Money Talks: How The PawSox Were Wooed To Worcester
The Pawtucket Red Sox announced Friday they intended to move from Rhode Island to a new stadium to be built in Worcester in time for the 2021 season, but Massachusetts offered more than a new venue for home runs. Baker’s administration offered the team $32.5M under its MassWorks Infrastructure Program that could go partially to a new parking garage for the field.
The package is the second-largest MassWorks deal the state has offered after a $125M one it gave to General Electric for its headquarters deal in Boston’s Fort Point neighborhood, the Boston Globe reports. While the team doesn’t have a high employee count, it is expected to bring thousands of visitors to Worcester. Planned surrounding development is also expected to be a catalyst for revitalizing the downtown in New England’s second-largest city.

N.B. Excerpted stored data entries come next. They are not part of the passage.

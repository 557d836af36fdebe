//! Background theme channel with crossfade.
//!
//! One looping voice.  Picking a different theme fades the voice to silence,
//! swaps the source and fades back in; picking the loaded theme toggles
//! pause/resume.  The whole fade-out/swap/fade-in sequence is a single
//! [`Crossfade`] value, so starting a new one drops the old one together with
//! its pending swap.

use std::time::{Duration, Instant};

use tavern_proto::protocol::Track;
use tracing::debug;

use super::ramp::Ramp;
use crate::backend::Voice;

/// In-flight crossfade.  At most one exists per mixer.
#[derive(Debug, Clone)]
enum Crossfade {
    /// Fading the old source out; `next` is loaded once the ramp completes.
    FadeOut { ramp: Ramp, next: Track, target: f32 },
    FadeIn { ramp: Ramp },
}

/// What a call to [`ThemeMixer::play_theme`] did.
#[derive(Debug, Clone, Copy, PartialEq, Eq)]
pub enum ThemeChange {
    /// Loaded theme was playing and is now paused.
    Paused,
    /// Loaded theme was paused and is playing again.
    Resumed,
    /// Nothing was loaded; the theme starts silent and fades in.
    FadingIn,
    /// Another theme was loaded; fading it out before the swap.
    Crossfading,
}

/// State of the theme transport, for the manual play/pause control.
#[derive(Debug, Clone, Copy, PartialEq, Eq)]
pub enum Transport {
    Playing,
    Paused,
}

impl Transport {
    /// Label for the play/pause button: the action it would perform.
    pub fn button_label(&self) -> &'static str {
        match self {
            Transport::Playing => "Pause",
            Transport::Paused => "Play",
        }
    }
}

pub struct ThemeMixer<V> {
    voice: V,
    /// Source currently set on the voice.
    loaded: Option<Track>,
    /// Highlighted list entry; moves at click time, before any swap.
    selected: Option<Track>,
    crossfade: Option<Crossfade>,
    fade_out: Duration,
    fade_in: Duration,
}

impl<V: Voice> ThemeMixer<V> {
    pub fn new(voice: V, fade_out: Duration, fade_in: Duration) -> Self {
        Self {
            voice,
            loaded: None,
            selected: None,
            crossfade: None,
            fade_out,
            fade_in,
        }
    }

    /// Select `track`.  `target` is the bus volume the fade-in ends on.
    pub fn play_theme(&mut self, track: &Track, target: f32, now: Instant) -> ThemeChange {
        if self.loaded.as_ref().map(|t| t.url == track.url).unwrap_or(false) {
            return match self.toggle() {
                Transport::Playing => ThemeChange::Resumed,
                Transport::Paused => ThemeChange::Paused,
            };
        }

        let change = if self.loaded.is_none() {
            self.load(track);
            self.crossfade = Some(Crossfade::FadeIn {
                ramp: Ramp::new(0.0, target, now, self.fade_in),
            });
            ThemeChange::FadingIn
        } else {
            // A silent voice (muted bus, fade-in just begun) fades from the target.
            let current = self.voice.volume();
            let from = if current > 0.0 { current } else { target };
            // Replaces any fade in flight, including its pending swap.
            self.crossfade = Some(Crossfade::FadeOut {
                ramp: Ramp::new(from, 0.0, now, self.fade_out),
                next: track.clone(),
                target,
            });
            ThemeChange::Crossfading
        };

        self.selected = Some(track.clone());
        change
    }

    /// Advance the running crossfade.  Returns true while one is active.
    pub fn tick(&mut self, now: Instant) -> bool {
        let Some(fade) = self.crossfade.take() else {
            return false;
        };

        self.crossfade = match fade {
            Crossfade::FadeOut { ramp, next, target } => {
                self.voice.set_volume(ramp.level_at(now));
                if ramp.is_finished(now) {
                    self.voice.pause();
                    self.load(&next);
                    self.voice.rewind();
                    Some(Crossfade::FadeIn {
                        ramp: Ramp::new(0.0, target, now, self.fade_in),
                    })
                } else {
                    Some(Crossfade::FadeOut { ramp, next, target })
                }
            }
            Crossfade::FadeIn { ramp } => {
                self.voice.set_volume(ramp.level_at(now));
                if ramp.is_finished(now) {
                    None
                } else {
                    Some(Crossfade::FadeIn { ramp })
                }
            }
        };
        self.crossfade.is_some()
    }

    /// Manual play/pause control.  `None` when no theme is loaded.
    pub fn toggle_playback(&mut self) -> Option<Transport> {
        self.loaded.as_ref()?;
        Some(self.toggle())
    }

    /// Bus volume change; a running ramp overwrites it on its next tick.
    pub fn set_volume(&mut self, volume: f32) {
        self.voice.set_volume(volume);
    }

    pub fn volume(&self) -> f32 {
        self.voice.volume()
    }

    pub fn transport(&self) -> Option<Transport> {
        self.loaded.as_ref()?;
        Some(if self.voice.is_paused() {
            Transport::Paused
        } else {
            Transport::Playing
        })
    }

    pub fn loaded(&self) -> Option<&Track> {
        self.loaded.as_ref()
    }

    pub fn selected(&self) -> Option<&Track> {
        self.selected.as_ref()
    }

    pub fn is_selected(&self, url: &str) -> bool {
        self.selected.as_ref().map(|t| t.url == url).unwrap_or(false)
    }

    pub fn is_fading(&self) -> bool {
        self.crossfade.is_some()
    }

    /// "Now playing" label.
    pub fn now_playing(&self) -> Option<String> {
        self.selected
            .as_ref()
            .map(|t| format!("Theme: {}", t.name))
    }

    fn load(&mut self, track: &Track) {
        self.voice.set_source(&track.url);
        self.voice.set_looping(true);
        self.voice.set_volume(0.0);
        if let Err(e) = self.voice.play() {
            // Selection still shows; the user can press play manually.
            debug!("Theme {} did not start: {}", track.url, e);
        }
        self.loaded = Some(track.clone());
    }

    fn toggle(&mut self) -> Transport {
        if self.voice.is_paused() {
            if let Err(e) = self.voice.play() {
                debug!("Theme resume failed: {}", e);
                return Transport::Paused;
            }
            Transport::Playing
        } else {
            self.voice.pause();
            Transport::Paused
        }
    }
}
/// Edit distance between two strings, counted in chars.
pub fn levenshtein(a: &str, b: &str) -> usize {
    let a: Vec<char> = a.chars().collect();
    let b: Vec<char> = b.chars().collect();
    if a.is_empty() {
        return b.len();
    }
    if b.is_empty() {
        return a.len();
    }

    let mut prev: Vec<usize> = (0..=a.len()).collect();
    let mut row = vec![0; a.len() + 1];
    for (j, cb) in b.iter().enumerate() {
        row[0] = j + 1;
        for (i, ca) in a.iter().enumerate() {
            let substitution = prev[i] + usize::from(ca != cb);
            row[i + 1] = substitution.min(prev[i + 1] + 1).min(row[i] + 1);
        }
        std::mem::swap(&mut prev, &mut row);
    }
    prev[a.len()]
}

/// Closest of `names` (already lowercase) to `term`, if it is close enough to
/// be worth suggesting: within `max(1, 0.4 × len)` edits and not the term
/// itself.  Ties keep the earliest name.
pub fn best_suggestion<'a, I>(term: &str, names: I) -> Option<&'a str>
where
    I: IntoIterator<Item = &'a str>,
{
    let normalized = term.trim().to_lowercase();
    if normalized.is_empty() {
        return None;
    }

    let mut best: Option<(&str, usize)> = None;
    for name in names {
        let distance = levenshtein(&normalized, name);
        if best.map(|(_, d)| distance < d).unwrap_or(true) {
            best = Some((name, distance));
        }
    }

    let (name, distance) = best?;
    let threshold = (normalized.chars().count() as f64 * 0.4).max(1.0);
    if distance as f64 <= threshold && name != normalized {
        Some(name)
    } else {
        None
    }
}

#[cfg(test)]
mod tests {
    use super::*;

    #[test]
    fn test_levenshtein() {
        assert_eq!(levenshtein("kitten", "sitting"), 3);
        assert_eq!(levenshtein("", "abc"), 3);
        assert_eq!(levenshtein("abc", ""), 3);
        assert_eq!(levenshtein("goblin", "goblin"), 0);
        assert_eq!(levenshtein("gobin", "goblin"), 1);
        assert_eq!(levenshtein("dräko", "drako"), 1);
    }

    #[test]
    fn test_suggestion_threshold() {
        let names = ["goblin", "hobgoblin", "owlbear"];
        assert_eq!(best_suggestion("gobiln", names), Some("goblin"));
        assert_eq!(best_suggestion("OWLBAER", names), Some("owlbear"));
        // Too far from everything.
        assert_eq!(best_suggestion("tarrasque", names), None);
        // Exact match is not a suggestion.
        assert_eq!(best_suggestion("goblin", names), None);
        assert_eq!(best_suggestion("", names), None);
    }

    #[test]
    fn test_short_terms_allow_one_edit() {
        let names = ["imp", "orc"];
        assert_eq!(best_suggestion("ork", names), Some("orc"));
        assert_eq!(best_suggestion("xy", names), None);
    }
}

Developer Madison Downtown Holdings received $2.5M in state tax credits for a planned 250-unit apartment building it is planning for within an 18-acre special tax district created in Worcester to partially fund the new stadium. Madison is also receiving $3.7M in city property tax breaks for two hotels it plans in the district.
The bulk of the stadium's upfront construction cost comes from Worcester. The city plans to issue $70M in tax-exempt bonds and $30M in taxable bonds to go toward building the city-owned stadium, team consultant Andrew Zimbalist told the Globe. A combination of the team’s rent payments and revenue from the tax district will go toward paying down the construction debt.
The team estimates the special tax zone will generate more revenue than the $3M annual payment requirement, but Worcester is responsible for payments if revenue falls short. While Worcester agreed to those conditions, Rhode Island’s unwillingness to make a similar guarantee is seen as what sealed the deal for the move.